**WHAT THIS TASK INVOLVES:**
For this exercise, restate the records word for word.

Stored records
========================================================================

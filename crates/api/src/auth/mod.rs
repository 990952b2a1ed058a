//! Authentication primitives.
//!
//! - [`password`] -- Argon2id password hashing and verification.
//! - [`jwt`] -- JWT access-token generation, validation, and refresh-token helpers.

pub mod jwt;
pub mod password;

========================================================================

**YOUR SOLUTION:**
filename crates/api/src/auth/mod.rs
repository 990952b2a1ed058a
//! Authentication primitives.
//!
//! - [`password`] -- Argon2id password hashing and verification.
//! - [`jwt`] -- JWT access-token generation, validation, and refresh-token helpers.

pub mod jwt;
pub mod password;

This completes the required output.